- Born: Assisi, Italy
- Died: 1254 or 1255 Assisi
- Venerated in: Roman Catholic Church
- Feast: 20 February

= Amata of Assisi =

Italian Roman Catholic saint

Amata of Assisi (died 1254 or 1255) was a saint, a Poor Clare nun, and one of Saint Clare of Assisi's original followers. Amata was born into a noble family in Assisi, Italy; her father was Martino di Carano and her mother Donna Penenda, Clare's oldest sister. Her name means "beloved" in Latin and is a common religious name among the Poor Clares. Amata grew up "vivacious and pleasure-seeking". Her parents wanted Amata to marry and as her hagiographer Agnes Dunbar states, she was "pleased with dress and worldly vanity". Dunbar also reports that her aunt "grieved for the peril in which she saw her, and prayed that she might strive to please God rather than men". Amata was close to Clare while growing up, but Clare's piety left little impression on her, until she visited Clare at her monastery to get her advice about her engagement and chose to remain with Clare instead of marriage, despite the "desperate and violent pleas" of her friends and fiancé.

As Dunbar states, Amata was "inspired with a disgust for the world and desire for a religious life", and was cloistered at San Damiano, the church St. Francis of Assisi repaired early in his ministry and the first monastery founded for the Poor Clares by Clare. The Poor Clare Colettine Nuns of Rockford, Illinois website states that Amata's decision to become a nun was an answer to her aunt's prayers and that Amata was "aware of her need to atone for her former garish lifestyle, but was equally aware of Jesus’ tender mercy for a penitent heart". She entered religious life at San Damiano at Clare's admonition and exhortation, "with special zeal", and remained there for 20 years.

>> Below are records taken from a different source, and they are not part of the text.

//! Ray / sphere intersection

use crate::types::{Ray, RaycastHit, Vec3};

/// Intersect a ray with a sphere.
///
/// Solves the quadratic with `a = 1`, so `ray.direction` must be normalized.
/// Returns the nearest root in front of the origin; from inside the sphere
/// that is the exit point.
pub fn intersect_ray_sphere(ray: Ray, center: Vec3, radius: f32) -> Option<RaycastHit> {
    let oc = ray.origin - center;
    let half_b = oc.dot(ray.direction);
    let c = oc.length_squared() - radius * radius;
    let discriminant = half_b * half_b - c;
    if discriminant < 0.0 {
        return None;
    }

    let sqrt_discriminant = discriminant.sqrt();
    let t1 = -half_b - sqrt_discriminant;
    let t2 = -half_b + sqrt_discriminant;
    let t = if t1 >= 0.0 {
        t1
    } else if t2 >= 0.0 {
        t2
    } else {
        return None;
    };

    Some(RaycastHit::at(&ray, t))
}

#[cfg(test)]
mod tests {
    use super::*;
    use approx::assert_relative_eq;

    #[test]
    fn test_front_hit() {
        let ray = Ray::new([0.0, 0.0, -5.0], [0.0, 0.0, 1.0]);
        let hit = intersect_ray_sphere(ray, Vec3::ZERO, 1.0).unwrap();
        assert_relative_eq!(hit.distance, 4.0);
        assert_relative_eq!(hit.hit_point, Vec3::new(0.0, 0.0, -1.0));
    }

    #[test]
    fn test_inside_returns_exit() {
        let ray = Ray::new([0.0, 0.0, 0.5], [0.0, 0.0, 1.0]);
        let hit = intersect_ray_sphere(ray, Vec3::ZERO, 1.0).unwrap();
        assert_relative_eq!(hit.distance, 0.5);
    }

    #[test]
    fn test_tangent_ray_has_single_root() {
        // Closest approach to the center equals the radius
        let ray = Ray::new([2.0, 1.0, -5.0], [0.0, 0.0, 1.0]);
        let hit = intersect_ray_sphere(ray, Vec3::new(2.0, 0.0, 0.0), 1.0).unwrap();
        assert_relative_eq!(hit.distance, 5.0);
        assert_relative_eq!(hit.hit_point, Vec3::new(2.0, 1.0, 0.0));
    }

    #[test]
    fn test_miss_and_behind() {
        let ray = Ray::new([0.0, 1.5, -5.0], [0.0, 0.0, 1.0]);
        assert!(intersect_ray_sphere(ray, Vec3::ZERO, 1.0).is_none());

        let ray = Ray::new([0.0, 0.0, 5.0], [0.0, 0.0, 1.0]);
        assert!(intersect_ray_sphere(ray, Vec3::ZERO, 1.0).is_none());
    }
}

Amata suffered from chronic illness; she came down with dropsy and a bad cough for a year, combined with severe abdominal pain, a fever, and flu symptoms for thirteen months. As she reported in 1253, during her testimony of Clare's Process of Canonization shortly after Clare's death, Amata's stomach was so bloated, she was unable to bend forward. Clare laid hands on her and made the sign of the cross over her, and she was permanently healed by the next day. Amata cared for her aunt as she died and they experienced mystical visions together during that time.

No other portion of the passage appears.